_Task item_
Nothing but the lines from the one that contains "rosc::encoder::encode(&packet).unwrap()" through the end of the data should be reproduced, and each must match exactly.

-- Given records follows --

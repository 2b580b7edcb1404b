//! # flockbus-sender
//!
//! Sender side of the flockbus modulation bus: turns generator output into
//! typed offset datagrams.
//!
//! ```text
//! ModulationGenerator --snapshot--> aggregate --> OffsetSender --> Link
//!                               └--------------> VisualizationSink
//! ```
//!
//! [`Controller`] owns every piece and runs them in a fixed order per tick.

pub mod controller;
pub mod flock;
pub mod generator;
pub mod lifecycle;
pub mod mapping;
pub mod sender;
pub mod transport;
pub mod visual;

pub use controller::{Controller, NetworkOutcome, PipelineStatus, TickOutcome};
pub use flock::{Flock, FlockParams};
pub use generator::{CellValue, GeneratorSnapshot, ModulationGenerator, Position};
pub use lifecycle::SenderSlot;
pub use mapping::{aggregate, map_cell, Aggregation, Contribution, COLUMN_COUNT, ROW_COUNT};
pub use sender::{OffsetSender, SendOutcome};
pub use transport::{
    ConnectionState, DatagramPort, Link, LoopbackLink, LoopbackPort, UdpLink, UdpPort,
};
pub use visual::{NullSink, RecordedFrame, RecordingSink, VisualFrame, VisualizationSink};
//! Typed wire format for the offsets channel.
//!
//! One OSC message per frame, sent to [`OFFSETS_ADDRESS`]. Arguments are a
//! flat list of `(index, offset)` pairs where every index is tagged
//! `OscType::Int` (32-bit signed) and every offset `OscType::Float` (32-bit
//! float). Receivers tell the two apart by type tag, never by position or
//! value.
//!
//! ```text
//! /flockbus/offsets ,ifif...  10 0.15  11 1.0 ...
//! ```

use rosc::{OscMessage, OscPacket, OscType};

use crate::error::WireError;
use crate::registry::TARGET_COUNT;

/// Fixed logical channel for offset frames.
pub const OFFSETS_ADDRESS: &str = "/flockbus/offsets";

/// Receive buffer large enough for a full frame of [`TARGET_COUNT`] pairs.
pub const MAX_DATAGRAM_SIZE: usize = 4096;

/// A sorted set of non-overlapping `(index, offset)` pairs.
///
/// Invariants (checked by [`OffsetFrame::new`]): at most [`TARGET_COUNT`]
/// pairs, every index in `0..TARGET_COUNT`, indices strictly ascending.
#[derive(Debug, Clone, Default, PartialEq)]
pub struct OffsetFrame {
    pairs: Vec<(i32, f32)>,
}

impl OffsetFrame {
    /// Validate and wrap a list of pairs.
    pub fn new(pairs: Vec<(i32, f32)>) -> Result<Self, WireError> {
        if pairs.len() > TARGET_COUNT {
            return Err(WireError::TooManyPairs(pairs.len()));
        }
        let mut previous: Option<i32> = None;
        for (position, &(index, _)) in pairs.iter().enumerate() {
            if usize::try_from(index).map_or(true, |i| i >= TARGET_COUNT) {
                return Err(WireError::IndexOutOfRange(index));
            }
            if previous.is_some_and(|prev| prev >= index) {
                return Err(WireError::Unsorted { pair: position });
            }
            previous = Some(index);
        }
        Ok(Self { pairs })
    }

    /// The pairs, ascending by index.
    pub fn pairs(&self) -> &[(i32, f32)] {
        &self.pairs
    }

    /// Number of pairs.
    pub fn len(&self) -> usize {
        self.pairs.len()
    }

    /// True when the frame carries no pairs.
    pub fn is_empty(&self) -> bool {
        self.pairs.is_empty()
    }

    /// Build the OSC message carrying this frame.
    pub fn to_message(&self) -> OscMessage {
        let mut args = Vec::with_capacity(self.pairs.len() * 2);
        for &(index, offset) in &self.pairs {
            args.push(OscType::Int(index));
            args.push(OscType::Float(offset));
        }
        OscMessage {
            addr: OFFSETS_ADDRESS.to_string(),
            args,
        }
    }

    /// Parse a frame out of an OSC message, checking address and type tags.
    pub fn from_message(message: &OscMessage) -> Result<Self, WireError> {
        if message.addr != OFFSETS_ADDRESS {
            return Err(WireError::WrongAddress(message.addr.clone()));
        }
        if message.args.len() % 2 != 0 {
            return Err(WireError::OddArgumentCount(message.args.len()));
        }

        let mut pairs = Vec::with_capacity(message.args.len() / 2);
        for (pair, chunk) in message.args.chunks_exact(2).enumerate() {
            let index = match chunk[0] {
                OscType::Int(index) => index,
                _ => {
                    return Err(WireError::WrongType {
                        position: pair * 2,
                        expected: "int32",
                    })
                }
            };
            let offset = match chunk[1] {
                OscType::Float(offset) => offset,
                _ => {
                    return Err(WireError::WrongType {
                        position: pair * 2 + 1,
                        expected: "float32",
                    })
                }
            };
            pairs.push((index, offset));
        }
        Self::new(pairs)
    }
}

/// Encode a frame into a datagram.
pub fn encode_frame(frame: &OffsetFrame) -> Result<Vec<u8>, WireError> {
    rosc::encoder::encode(&OscPacket::Message(frame.to_message()))
        .map_err(|e| WireError::Encode(format!("{e:?}")))
}

/// Decode every offset frame contained in a datagram.
///
/// Bundles are flattened in order. Any malformed message rejects the whole
/// datagram so that a partial frame is never applied.
pub fn decode_datagram(bytes: &[u8]) -> Result<Vec<OffsetFrame>, WireError> {
    let (_, packet) =
        rosc::decoder::decode_udp(bytes).map_err(|e| WireError::Decode(format!("{e:?}")))?;
    let mut frames = Vec::new();
    collect_frames(&packet, &mut frames)?;
    Ok(frames)
}

fn collect_frames(packet: &OscPacket, frames: &mut Vec<OffsetFrame>) -> Result<(), WireError> {
    match packet {
        OscPacket::Message(message) => frames.push(OffsetFrame::from_message(message)?),
        OscPacket::Bundle(bundle) => {
            for inner in &bundle.content {
                collect_frames(inner, frames)?;
            }
        }
    }
    Ok(())
}

#[cfg(test)]
mod tests {
    use super::*;

    #[test]
    fn test_new_rejects_unsorted() {
        let err = OffsetFrame::new(vec![(11, 1.0), (10, 0.15)]).unwrap_err();
        assert_eq!(err, WireError::Unsorted { pair: 1 });
    }

    #[test]
    fn test_new_rejects_duplicates_and_range() {
        assert!(OffsetFrame::new(vec![(3, 1.0), (3, 2.0)]).is_err());
        assert_eq!(
            OffsetFrame::new(vec![(149, 1.0)]).unwrap_err(),
            WireError::IndexOutOfRange(149)
        );
        assert_eq!(
            OffsetFrame::new(vec![(-1, 1.0)]).unwrap_err(),
            WireError::IndexOutOfRange(-1)
        );
    }

    #[test]
    fn test_message_args_are_type_tagged() {
        let frame = OffsetFrame::new(vec![(10, 0.15), (11, 1.0)]).unwrap();
        let message = frame.to_message();

        assert_eq!(message.addr, OFFSETS_ADDRESS);
        assert_eq!(
            message.args,
            vec![
                OscType::Int(10),
                OscType::Float(0.15),
                OscType::Int(11),
                OscType::Float(1.0),
            ]
        );
    }

    #[test]
    fn test_decoded_datagram_keeps_int_and_float_tags() {
        let frame = OffsetFrame::new(vec![(0, 2.0), (148, -3.5)]).unwrap();
        let bytes = encode_frame(&frame).unwrap();

        // Inspect the raw packet rather than the frame helpers
        let (_, packet) = rosc::decoder::decode_udp(&bytes).unwrap();
        let OscPacket::Message(message) = packet else {
            panic!("expected a message");
        };
        assert!(matches!(message.args[0], OscType::Int(0)));
        assert!(matches!(message.args[1], OscType::Float(v) if v == 2.0));
        assert!(matches!(message.args[2], OscType::Int(148)));
        assert!(matches!(message.args[3], OscType::Float(v) if v == -3.5));

        assert_eq!(decode_datagram(&bytes).unwrap(), vec![frame]);
    }

    #[test]
    fn test_full_frame_fits_datagram_buffer() {
        let pairs = (0..TARGET_COUNT as i32).map(|i| (i, 1.0)).collect();
        let bytes = encode_frame(&OffsetFrame::new(pairs).unwrap()).unwrap();
        assert!(bytes.len() <= MAX_DATAGRAM_SIZE);
    }

    #[test]
    fn test_float_index_is_rejected() {
        let message = OscMessage {
            addr: OFFSETS_ADDRESS.to_string(),
            args: vec![OscType::Float(10.0), OscType::Float(0.5)],
        };
        assert_eq!(
            OffsetFrame::from_message(&message).unwrap_err(),
            WireError::WrongType {
                position: 0,
                expected: "int32"
            }
        );
    }

    #[test]
    fn test_odd_arguments_and_wrong_address_rejected() {
        let odd = OscMessage {
            addr: OFFSETS_ADDRESS.to_string(),
            args: vec![OscType::Int(1)],
        };
        assert_eq!(
            OffsetFrame::from_message(&odd).unwrap_err(),
            WireError::OddArgumentCount(1)
        );

        let elsewhere = OscMessage {
            addr: "/other".to_string(),
            args: vec![],
        };
        assert!(matches!(
            OffsetFrame::from_message(&elsewhere),
            Err(WireError::WrongAddress(_))
        ));
    }

    fn bundle(content: Vec<OscPacket>) -> Vec<u8> {
        let packet = OscPacket::Bundle(rosc::OscBundle {
            timetag: rosc::OscTime {
                seconds: 0,
                fractional: 1,
            },
            content,
        });
        rosc::encoder::encode(&packet).unwrap()
    }

    #[test]
    fn test_bundle_is_flattened_in_order() {
        let first = OffsetFrame::new(vec![(0, 1.0)]).unwrap();
        let second = OffsetFrame::new(vec![(4, -2.0), (9, 0.5)]).unwrap();
        let nested = OscPacket::Bundle(rosc::OscBundle {
            timetag: rosc::OscTime {
                seconds: 0,
                fractional: 1,
            },
            content: vec![OscPacket::Message(second.to_message())],
        });

        let bytes = bundle(vec![OscPacket::Message(first.to_message()), nested]);

        assert_eq!(decode_datagram(&bytes).unwrap(), vec![first, second]);
    }

    #[test]
    fn test_bundle_with_one_bad_message_is_rejected_whole() {
        let good = OffsetFrame::new(vec![(0, 1.0)]).unwrap();
        let bad = OscMessage {
            addr: OFFSETS_ADDRESS.to_string(),
            args: vec![OscType::Int(3), OscType::Int(4)],
        };

        let bytes = bundle(vec![
            OscPacket::Message(good.to_message()),
            OscPacket::Message(bad),
        ]);

        assert_eq!(
            decode_datagram(&bytes).unwrap_err(),
            WireError::WrongType {
                position: 1,
                expected: "float32"
            }
        );
    }

    #[test]
    fn test_more_pairs_than_targets_rejected() {
        let args = (0..=TARGET_COUNT as i32)
            .flat_map(|i| [OscType::Int(i), OscType::Float(1.0)])
            .collect();
        let message = OscMessage {
            addr: OFFSETS_ADDRESS.to_string(),
            args,
        };
        assert_eq!(
            OffsetFrame::from_message(&message).unwrap_err(),
            WireError::TooManyPairs(TARGET_COUNT + 1)
        );

        let bytes = rosc::encoder::encode(&OscPacket::Message(message)).unwrap();
        assert_eq!(
            decode_datagram(&bytes).unwrap_err(),
            WireError::TooManyPairs(TARGET_COUNT + 1)
        );
    }

    #[test]
    fn test_garbage_datagram_is_decode_error() {
        assert!(matches!(
            decode_datagram(b"garbage"),
            Err(WireError::Decode(_))
        ));
    }
}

-- Given records concluded --

_Result of the exercise_
        rosc::encoder::encode(&packet).unwrap()
    }

    #[test]
    fn test_bundle_is_flattened_in_order() {
        let first = OffsetFrame::new(vec![(0, 1.0)]).unwrap();
        let second = OffsetFrame::new(vec![(4, -2.0), (9, 0.5)]).unwrap();
        let nested = OscPacket::Bundle(rosc::OscBundle {
            timetag: rosc::OscTime {
                seconds: 0,
                fractional: 1,
            },
            content: vec![OscPacket::Message(second.to_message())],
        });

        let bytes = bundle(vec![OscPacket::Message(first.to_message()), nested]);

        assert_eq!(decode_datagram(&bytes).unwrap(), vec![first, second]);
    }

    #[test]
    fn test_bundle_with_one_bad_message_is_rejected_whole() {
        let good = OffsetFrame::new(vec![(0, 1.0)]).unwrap();
        let bad = OscMessage {
            addr: OFFSETS_ADDRESS.to_string(),
            args: vec![OscType::Int(3), OscType::Int(4)],
        };

        let bytes = bundle(vec![
            OscPacket::Message(good.to_message()),
            OscPacket::Message(bad),
        ]);

        assert_eq!(
            decode_datagram(&bytes).unwrap_err(),
            WireError::WrongType {
                position: 1,
                expected: "float32"
            }
        );
    }

    #[test]
    fn test_more_pairs_than_targets_rejected() {
        let args = (0..=TARGET_COUNT as i32)
            .flat_map(|i| [OscType::Int(i), OscType::Float(1.0)])
            .collect();
        let message = OscMessage {
            addr: OFFSETS_ADDRESS.to_string(),
            args,
        };
        assert_eq!(
            OffsetFrame::from_message(&message).unwrap_err(),
            WireError::TooManyPairs(TARGET_COUNT + 1)
        );

        let bytes = rosc::encoder::encode(&OscPacket::Message(message)).unwrap();
        assert_eq!(
            decode_datagram(&bytes).unwrap_err(),
            WireError::TooManyPairs(TARGET_COUNT + 1)
        );
    }

    #[test]
    fn test_garbage_datagram_is_decode_error() {
        assert!(matches!(
            decode_datagram(b"garbage"),
            Err(WireError::Decode(_))
        ));
    }
}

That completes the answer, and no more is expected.